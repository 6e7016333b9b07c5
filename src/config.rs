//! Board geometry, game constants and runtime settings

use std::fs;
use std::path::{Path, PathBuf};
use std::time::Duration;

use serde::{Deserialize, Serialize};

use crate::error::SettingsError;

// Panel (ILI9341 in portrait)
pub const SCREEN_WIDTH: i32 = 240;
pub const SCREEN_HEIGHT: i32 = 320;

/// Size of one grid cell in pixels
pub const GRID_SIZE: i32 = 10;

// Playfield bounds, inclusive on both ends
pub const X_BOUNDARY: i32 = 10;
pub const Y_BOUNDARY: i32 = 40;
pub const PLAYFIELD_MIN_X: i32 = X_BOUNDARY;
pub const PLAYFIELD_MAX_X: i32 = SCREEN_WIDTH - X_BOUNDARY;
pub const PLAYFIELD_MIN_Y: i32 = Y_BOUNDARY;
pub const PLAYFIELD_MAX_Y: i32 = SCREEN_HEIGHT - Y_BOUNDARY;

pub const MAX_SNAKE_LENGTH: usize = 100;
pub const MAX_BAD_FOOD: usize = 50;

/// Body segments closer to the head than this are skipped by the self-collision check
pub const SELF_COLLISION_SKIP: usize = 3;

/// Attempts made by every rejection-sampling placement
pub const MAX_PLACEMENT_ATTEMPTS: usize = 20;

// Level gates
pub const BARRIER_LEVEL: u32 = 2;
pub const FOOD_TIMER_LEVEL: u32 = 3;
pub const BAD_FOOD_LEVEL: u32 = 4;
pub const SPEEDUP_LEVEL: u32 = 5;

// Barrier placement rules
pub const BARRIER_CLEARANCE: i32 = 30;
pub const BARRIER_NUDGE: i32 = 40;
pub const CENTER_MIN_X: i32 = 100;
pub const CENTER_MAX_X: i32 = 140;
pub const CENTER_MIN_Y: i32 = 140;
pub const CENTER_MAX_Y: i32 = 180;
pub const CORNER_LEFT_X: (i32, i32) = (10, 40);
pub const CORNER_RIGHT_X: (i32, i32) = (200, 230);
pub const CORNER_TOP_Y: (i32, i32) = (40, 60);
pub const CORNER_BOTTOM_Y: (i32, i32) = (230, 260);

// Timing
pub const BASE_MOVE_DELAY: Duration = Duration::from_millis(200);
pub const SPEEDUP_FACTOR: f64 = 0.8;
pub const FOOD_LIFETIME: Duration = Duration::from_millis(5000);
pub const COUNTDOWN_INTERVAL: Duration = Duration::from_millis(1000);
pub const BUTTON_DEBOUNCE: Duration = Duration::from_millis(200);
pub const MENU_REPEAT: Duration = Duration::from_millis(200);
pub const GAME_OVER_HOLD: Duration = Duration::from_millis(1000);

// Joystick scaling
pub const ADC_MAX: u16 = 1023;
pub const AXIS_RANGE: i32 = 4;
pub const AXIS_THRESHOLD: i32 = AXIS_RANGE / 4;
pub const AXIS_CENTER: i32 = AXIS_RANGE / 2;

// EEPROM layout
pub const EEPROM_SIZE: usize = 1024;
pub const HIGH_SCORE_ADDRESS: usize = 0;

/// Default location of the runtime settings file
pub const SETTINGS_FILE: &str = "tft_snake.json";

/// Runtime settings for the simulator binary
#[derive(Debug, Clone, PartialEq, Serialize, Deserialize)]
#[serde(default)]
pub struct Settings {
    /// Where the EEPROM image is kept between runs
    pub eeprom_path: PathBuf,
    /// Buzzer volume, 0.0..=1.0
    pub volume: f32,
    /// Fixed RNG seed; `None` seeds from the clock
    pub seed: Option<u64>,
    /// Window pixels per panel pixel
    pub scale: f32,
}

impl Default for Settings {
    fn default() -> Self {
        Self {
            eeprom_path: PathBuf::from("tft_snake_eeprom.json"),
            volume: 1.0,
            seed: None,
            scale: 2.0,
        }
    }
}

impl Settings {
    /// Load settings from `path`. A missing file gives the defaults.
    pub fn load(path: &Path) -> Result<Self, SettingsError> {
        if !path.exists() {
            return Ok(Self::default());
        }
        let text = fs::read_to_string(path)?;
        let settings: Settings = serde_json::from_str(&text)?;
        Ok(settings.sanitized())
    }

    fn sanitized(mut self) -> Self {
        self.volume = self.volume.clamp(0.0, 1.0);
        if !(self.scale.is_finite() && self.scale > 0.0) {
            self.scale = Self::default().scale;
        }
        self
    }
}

◇ ◇ ◇

* [Problem details] Search the listing above for lines containing "Duration", and copy them.

* [Output]
use std::time::Duration;
pub const BASE_MOVE_DELAY: Duration = Duration::from_millis(200);
pub const FOOD_LIFETIME: Duration = Duration::from_millis(5000);
pub const COUNTDOWN_INTERVAL: Duration = Duration::from_millis(1000);
pub const BUTTON_DEBOUNCE: Duration = Duration::from_millis(200);
pub const MENU_REPEAT: Duration = Duration::from_millis(200);
pub const GAME_OVER_HOLD: Duration = Duration::from_millis(1000);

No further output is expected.